Declining electric demand undercuts power line proposal RSS Feed

Declining electric demand undercuts power line proposal

The disruption of the electrical power industry began with the introduction of Energy Star appliances and improvement in building practices in both residential and commercial markets. Energy efficiency slowed the growth in the demand for power. The downturn in the economy and generally slower economic growth added to the reduction.

The federal government then introduced solar energy credits for homeowners at the 30% level. That provided substantial incentives for homeowners to take a look at rooftop solar. State rebates and incentives were added to the mix. In Pennsylvania Governor Rendell introduced the Pennsylvania Sunshine Solar Program, with rebates at an initial rate of $2.25 per watt as the incentive.

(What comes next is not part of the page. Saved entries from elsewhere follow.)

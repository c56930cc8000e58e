//! Add damage: sums each player's damage done to a named adjunct
//! spawn (e.g. "Living Mass"), optionally discounting the very first
//! spawn cluster of the pull so a mechanic that dumps a predictable
//! opening batch of adds doesn't skew a player's average.

use super::{empty_row, events_by_pull, AnalyzerResult, MetricValue, PlayerResult};
use crate::error::{EngineError, Result};
use crate::models::{EventType, ReportSnapshot};
use std::collections::{BTreeMap, BTreeSet};

const FIRST_SET_WINDOW_MS: i64 = 5_000;
const FIRST_SET_TARGET_COUNT: usize = 6;

#[derive(Debug, Clone)]
pub struct AddDamageConfig {
    pub add_name: String,
    pub ignore_first_add_set: bool,
}

impl Default for AddDamageConfig {
    fn default() -> Self {
        Self {
            add_name: "Living Mass".to_string(),
            ignore_first_add_set: false,
        }
    }
}

pub fn analyze(snapshot: &ReportSnapshot, config: &AddDamageConfig) -> Result<AnalyzerResult> {
    if config.add_name.trim().is_empty() {
        return Err(EngineError::BadRequest("add_name must not be empty".into()));
    }

    let pull_count = snapshot.pull_count();
    let mut totals: BTreeMap<i64, f64> = BTreeMap::new();

    for (_, events) in events_by_pull(snapshot) {
        let fight_start = events
            .first()
            .and_then(|e| e.fight_id)
            .and_then(|id| snapshot.fight(id))
            .map(|f| f.start_ms)
            .unwrap_or(0);

        let ignored_targets: BTreeSet<i64> = if config.ignore_first_add_set {
            let mut ids = Vec::new();
            for event in &events {
                if event.timestamp_ms - fight_start > FIRST_SET_WINDOW_MS {
                    break;
                }
                if matches_add(snapshot, event.target_id, &config.add_name) && !ids.contains(&event.target_id) {
                    ids.push(event.target_id);
                    if ids.len() == FIRST_SET_TARGET_COUNT {
                        break;
                    }
                }
            }
            ids.into_iter().collect()
        } else {
            BTreeSet::new()
        };

        for event in events {
            if event.event_type != EventType::Damage {
                continue;
            }
            if !matches_add(snapshot, event.target_id, &config.add_name) {
                continue;
            }
            if ignored_targets.contains(&event.target_id) {
                continue;
            }
            *totals.entry(event.source_id).or_insert(0.0) += event.amount as f64;
        }
    }

    let mut entries: Vec<PlayerResult> = totals
        .into_iter()
        .map(|(actor_id, total)| {
            let actor = snapshot.actor(actor_id);
            let mut row = empty_row(actor_id, actor.name, actor.role);
            row.metrics.insert(
                "add_damage".to_string(),
                MetricValue::from_total(total, pull_count),
            );
            row
        })
        .collect();
    entries.sort_by_key(|e| e.actor_id);

    Ok(AnalyzerResult {
        pull_count,
        entries,
        ghost_events: vec![],
    }
    .sorted_by_role())
}

fn matches_add(snapshot: &ReportSnapshot, actor_id: i64, add_name: &str) -> bool {
    snapshot.actor(actor_id).name == add_name
}

#[cfg(test)]
mod tests {
    use super::*;
    use crate::models::{Actor, ActorType, Event, Fight, Role};
    use std::collections::BTreeMap as Map;

    fn player(id: i64, name: &str) -> Actor {
        Actor {
            id,
            name: name.to_string(),
            actor_type: ActorType::Player,
            sub_type: "Mage".into(),
            role: Role::Ranged,
        }
    }

    fn add(id: i64) -> Actor {
        Actor {
            id,
            name: "Living Mass".to_string(),
            actor_type: ActorType::Npc,
            sub_type: "Add".into(),
            role: Role::Unknown,
        }
    }

    fn damage_event(ts: i64, target: i64) -> Event {
        Event {
            timestamp_ms: ts,
            event_type: EventType::Damage,
            source_id: 50,
            target_id: target,
            ability_id: Some(1),
            ability_name: None,
            amount: 100,
            mitigated: 0,
            overkill: 0,
            hit_type: None,
            extra: Map::new(),
            fight_id: Some(1),
            pull_index: Some(1),
            phase_id: Some(1),
            offset_from_pull_start_ms: Some(ts),
            sequence: 0,
        }
    }

    #[test]
    fn ignores_first_spawn_cluster_when_configured() {
        let mut actors = Map::new();
        actors.insert(50, player(50, "PlayerA"));
        for i in 0..7 {
            actors.insert(100 + i, add(100 + i));
        }

        let mut events: Vec<Event> = (0..6).map(|i| damage_event(1_000, 100 + i)).collect();
        events.push(damage_event(20_000, 106));

        let snapshot = ReportSnapshot {
            report_codes: vec![],
            fights: vec![Fight {
                id: 1,
                name: "Nexus-King".into(),
                boss_id: Some(1),
                start_ms: 0,
                end_ms: 100_000,
                kill: true,
                phase_transitions: vec![],
            }],
            actors,
            events,
        };

        let config = AddDamageConfig {
            add_name: "Living Mass".into(),
            ignore_first_add_set: true,
        };

        let result = analyze(&snapshot, &config).unwrap();
        assert_eq!(result.entries[0].metric("add_damage").total, 100.0);
    }

    #[test]
    fn without_filter_all_add_damage_counts() {
        let mut actors = Map::new();
        actors.insert(50, player(50, "PlayerA"));
        actors.insert(100, add(100));

        let events = vec![damage_event(1_000, 100), damage_event(2_000, 100)];

        let snapshot = ReportSnapshot {
            report_codes: vec![],
            fights: vec![Fight {
                id: 1,
                name: "Nexus-King".into(),
                boss_id: Some(1),
                start_ms: 0,
                end_ms: 100_000,
                kill: true,
                phase_transitions: vec![],
            }],
            actors,
            events,
        };

        let config = AddDamageConfig::default();
        let result = analyze(&snapshot, &config).unwrap();
        assert_eq!(result.entries[0].metric("add_damage").total, 200.0);
    }
}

Pennsylvania quickly shot up to be the third fastest growing state in adding rooftop solar in both 2011 and 2012 behind California and Arizona. Rooftop solar puts distributed generation where the demand is and offsets any requirement for added grid electricity.

The growth has slowed in Pennsylvania, but the additions of rooftop solar in Maryland and Pennsylvania are still steady. SEIA (Solar Energy Industries Association) projects there are currently over 52,000 rooftop solar arrays in Maryland and almost 20,000 in Pennsylvania (2017 data). Maryland has 779.9 MW of installed rooftop solar, Pennsylvania has 347.63 MW of installed solar. Both states have solar jobs (an estimated 8871 jobs) and solar installers active in supporting and growing this industry. In addition SEIA projects an addition of 1065 MW of additional rooftop solar in Maryland and Pennsylvania combined over the next five years.

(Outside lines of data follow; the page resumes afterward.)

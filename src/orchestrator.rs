//! Consumer-facing orchestrator. Wires the token manager, GraphQL
//! client, snapshot cache, and job queue into the two operations an
//! embedding application actually calls: `analyze` and `job_status`.
//!
//! A request whose snapshot is already cached (or fetches fast enough)
//! returns its `AnalyzerResult` inline. Anything slower is admitted to
//! the job queue and the caller gets back a job id to poll instead of
//! blocking the calling task indefinitely.

use crate::analyzers::{
    add_damage, combined, deaths, ghost_misses, hits, phase1_mechanics, phase_damage, AnalyzerResult,
};
use crate::cache::{Probe, SnapshotCache};
use crate::error::{EngineError, Result};
use crate::graphql_client::GraphQlClient;
use crate::job_queue::{JobQueue, JobStatus};
use crate::merger;
use crate::models::{DataType, Fingerprint, FightFilter, ReportCode, ReportSnapshot};
use crate::report_fetcher::{self, FetchRequest};
use crate::settings::Settings;
use crate::token_manager::TokenManager;
use futures::future::try_join_all;
use reqwest::Client;
use std::sync::Arc;
use std::time::Duration;
use tokio::time::Instant;
use tracing::{info, instrument};
use uuid::Uuid;

/// The analyzer to run and its configuration, bundled so one request
/// fully determines both what data to fetch and how to interpret it.
#[derive(Debug, Clone)]
pub enum AnalyzerKind {
    Hits(hits::HitCounterConfig),
    Ghosts(ghost_misses::GhostMissConfig),
    Combined(combined::CombinedConfig),
    PhaseDamage(phase_damage::PhaseDamageConfig),
    AddDamage(add_damage::AddDamageConfig),
    Deaths(deaths::DeathsConfig),
    Phase1Mechanics(phase1_mechanics::Phase1MechanicsConfig),
}

impl AnalyzerKind {
    fn data_types(&self) -> Vec<DataType> {
        match self {
            AnalyzerKind::Hits(_) => vec![DataType::DamageDone, DataType::Deaths],
            AnalyzerKind::Ghosts(_) => vec![DataType::Debuffs],
            AnalyzerKind::Combined(_) => vec![DataType::DamageDone, DataType::Deaths, DataType::Debuffs],
            AnalyzerKind::PhaseDamage(_) => vec![DataType::DamageDone, DataType::Healing],
            AnalyzerKind::AddDamage(_) => vec![DataType::DamageDone],
            AnalyzerKind::Deaths(_) => vec![DataType::Deaths, DataType::Debuffs],
            AnalyzerKind::Phase1Mechanics(_) => vec![DataType::Debuffs, DataType::DamageDone],
        }
    }

    fn id(&self) -> &'static str {
        match self {
            AnalyzerKind::Hits(_) => "hits",
            AnalyzerKind::Ghosts(_) => "ghosts",
            AnalyzerKind::Combined(_) => "combined",
            AnalyzerKind::PhaseDamage(_) => "phase_damage",
            AnalyzerKind::AddDamage(_) => "add_damage",
            AnalyzerKind::Deaths(_) => "deaths",
            AnalyzerKind::Phase1Mechanics(_) => "phase1_mechanics",
        }
    }

    fn run(&self, snapshot: &ReportSnapshot) -> Result<AnalyzerResult> {
        let started = std::time::Instant::now();
        let result = match self {
            AnalyzerKind::Hits(cfg) => hits::analyze(snapshot, cfg),
            AnalyzerKind::Ghosts(cfg) => ghost_misses::analyze(snapshot, cfg),
            AnalyzerKind::Combined(cfg) => combined::analyze(snapshot, cfg),
            AnalyzerKind::PhaseDamage(cfg) => phase_damage::analyze(snapshot, cfg),
            AnalyzerKind::AddDamage(cfg) => add_damage::analyze(snapshot, cfg),
            AnalyzerKind::Deaths(cfg) => deaths::analyze(snapshot, cfg),
            AnalyzerKind::Phase1Mechanics(cfg) => phase1_mechanics::analyze(snapshot, cfg),
        };
        crate::metrics::record_analyzer_duration(self.id(), started.elapsed().as_millis() as f64);
        result
    }
}

#[derive(Debug, Clone)]
pub struct ReportRequest {
    pub report_codes: Vec<ReportCode>,
    pub fight_filter: FightFilter,
    pub ability_ids: Vec<i64>,
    pub analyzer: AnalyzerKind,
}

/// What `Orchestrator::analyze` hands back: either the finished result,
/// or a job id the caller should poll via `job_status`.
#[derive(Debug, Clone)]
pub enum Outcome {
    Ready(AnalyzerResult),
    Queued(Uuid),
}

pub struct Orchestrator {
    graphql: Arc<GraphQlClient>,
    cache: Arc<SnapshotCache>,
    jobs: Arc<JobQueue<AnalyzerResult>>,
    fast_return_threshold: Duration,
    max_inflight_per_job: usize,
}

impl Orchestrator {
    pub fn new(settings: &Settings) -> Result<Self> {
        let http = Client::builder()
            .timeout(Duration::from_secs(settings.upstream.http_timeout_seconds))
            .build()
            .map_err(|e| EngineError::Other(anyhow::anyhow!(e)))?;

        let tokens = Arc::new(TokenManager::new(
            http.clone(),
            settings.credentials.clone(),
            &settings.upstream,
        ));
        let graphql = Arc::new(GraphQlClient::new(
            http,
            &settings.upstream.base_url,
            tokens,
            settings.upstream.points_per_second,
        ));
        let cache = Arc::new(SnapshotCache::new(
            settings.cache.capacity,
            Duration::from_secs(settings.cache.ttl_seconds),
        ));
        let jobs = Arc::new(JobQueue::new(
            settings.performance.max_concurrent_reports,
            Duration::from_secs(settings.queue.completed_job_ttl_seconds),
            Duration::from_secs(settings.performance.job_timeout_seconds),
        ));

        Ok(Self {
            graphql,
            cache,
            jobs,
            fast_return_threshold: Duration::from_millis(settings.queue.fast_return_threshold_ms),
            max_inflight_per_job: settings.performance.max_inflight_per_job,
        })
    }

    /// Runs `request`, returning the result inline when the snapshot is
    /// already cached or the fetch completes within the configured
    /// fast-return threshold, otherwise admitting it as a background
    /// job and returning its id.
    #[instrument(skip(self, request))]
    pub async fn analyze(&self, request: ReportRequest) -> Result<Outcome> {
        if request.report_codes.is_empty() {
            return Err(EngineError::BadRequest("report_codes must not be empty".into()));
        }

        let data_types = request.analyzer.data_types();
        let fingerprint = Fingerprint::compute(
            &request.report_codes,
            &request.fight_filter,
            &data_types,
            &request.ability_ids,
        );

        if let Some(snapshot) = self.cache.peek(&fingerprint).await {
            return Ok(Outcome::Ready(request.analyzer.run(&snapshot)?));
        }

        let graphql = self.graphql.clone();
        let cache = self.cache.clone();
        let report_codes = request.report_codes.clone();
        let fight_filter = request.fight_filter.clone();
        let ability_ids = request.ability_ids.clone();
        let analyzer = request.analyzer.clone();
        let started = Instant::now();
        let max_inflight_per_job = self.max_inflight_per_job;

        let job_id = self.jobs.submit(move |_cancel| async move {
            let claim = match cache.get_or_claim(&fingerprint).await {
                Probe::Hit(snapshot) => return analyzer.run(&snapshot),
                Probe::Miss(guard) => guard,
            };

            let snapshot = match fetch_merged_snapshot(
                &graphql,
                &report_codes,
                &fight_filter,
                &ability_ids,
                &data_types,
                max_inflight_per_job,
            )
            .await
            {
                Ok(snapshot) => snapshot,
                Err(e) => {
                    claim.fail(&cache);
                    return Err(e);
                }
            };

            let snapshot = Arc::new(snapshot);
            claim.publish(&cache, snapshot.clone()).await;
            analyzer.run(&snapshot)
        });

        // Give the job a short window to finish before committing to the
        // async job-polling path; most cache-cold single-report fetches
        // land comfortably within the configured threshold.
        loop {
            if started.elapsed() >= self.fast_return_threshold {
                info!(job_id = %job_id, "fetch exceeded fast-return threshold, returning job handle");
                return Ok(Outcome::Queued(job_id));
            }
            match self.jobs.status(job_id).map(|s| s.state) {
                Some(crate::job_queue::JobState::Completed) => {
                    return Ok(Outcome::Ready(self.jobs.result(job_id).transpose()?.ok_or_else(
                        || EngineError::Other(anyhow::anyhow!("completed job missing result")),
                    )?));
                }
                Some(crate::job_queue::JobState::Failed) | Some(crate::job_queue::JobState::Canceled) => {
                    return self
                        .jobs
                        .result(job_id)
                        .transpose()?
                        .map(Outcome::Ready)
                        .map_or_else(|| Err(EngineError::Canceled), Ok);
                }
                _ => tokio::time::sleep(Duration::from_millis(20)).await,
            }
        }
    }

    pub fn job_status(&self, id: Uuid) -> Option<JobStatus> {
        self.jobs.status(id)
    }

    pub fn job_result(&self, id: Uuid) -> Option<Result<AnalyzerResult>> {
        self.jobs.result(id)
    }

    pub fn cancel_job(&self, id: Uuid) {
        self.jobs.cancel(id);
    }

    pub fn sweep_expired_jobs(&self) {
        self.jobs.sweep_expired();
    }
}

async fn fetch_merged_snapshot(
    graphql: &GraphQlClient,
    report_codes: &[ReportCode],
    fight_filter: &FightFilter,
    ability_ids: &[i64],
    data_types: &[DataType],
    max_inflight_per_job: usize,
) -> Result<ReportSnapshot> {
    let fetches = report_codes.iter().map(|code| {
        let request = FetchRequest {
            report_code: code.clone(),
            fight_filter: fight_filter.clone(),
            data_types: data_types.to_vec(),
            ability_ids: ability_ids.to_vec(),
            max_inflight: max_inflight_per_job,
        };
        async move { report_fetcher::fetch_report(graphql, &request).await }
    });

    let mut snapshots = try_join_all(fetches).await?;
    if snapshots.len() == 1 {
        Ok(snapshots.remove(0))
    } else {
        Ok(merger::merge_snapshots(snapshots))
    }
}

Since a rooftop solar array is 98% efficient with the array approximately 50 feet from the homeowner’s electrical panel, this 1065 MW is equivalent to approximately 3195 MW of grid power, which is only 35% efficient. Why such a huge difference? Grid power must travel 50 to 100 miles or more to reach the homeowner’s electrical panel, overcoming line losses, transformer losses, and substation losses along the way. The further that grid power travels the less efficient it becomes.

A solar panel’s capacity has improved steadily since 2010. The increase has been 35%, increasing from 230 watts per panel in 2010 to over 300 watts per panel in 2017. The increase will continue. That means the homeowner can get a 35% increase in wattage for the same roof area on their home or garage.

Costs have come down from $7.15 per watt in 2010 to about $4.00 per watt in 2017. Panel size is expected to increase and costs are expected to decrease in the coming year. On a net cost basis it is actually cheaper to add a rooftop solar array today than it was back in 2010.

There is one final technology that will add to the decline in grid power. That is battery technology. Backup batteries have largely not been used with solar arrays except in buildings a mile or more off the grid. With a home or building close to the grid the owner uses the grid as their backup power. The cost to run a power line to a home even one mile off the grid is prohibitive. When necessary, because of a remote location, homeowners have used a combination of power management and backup batteries to run their homes.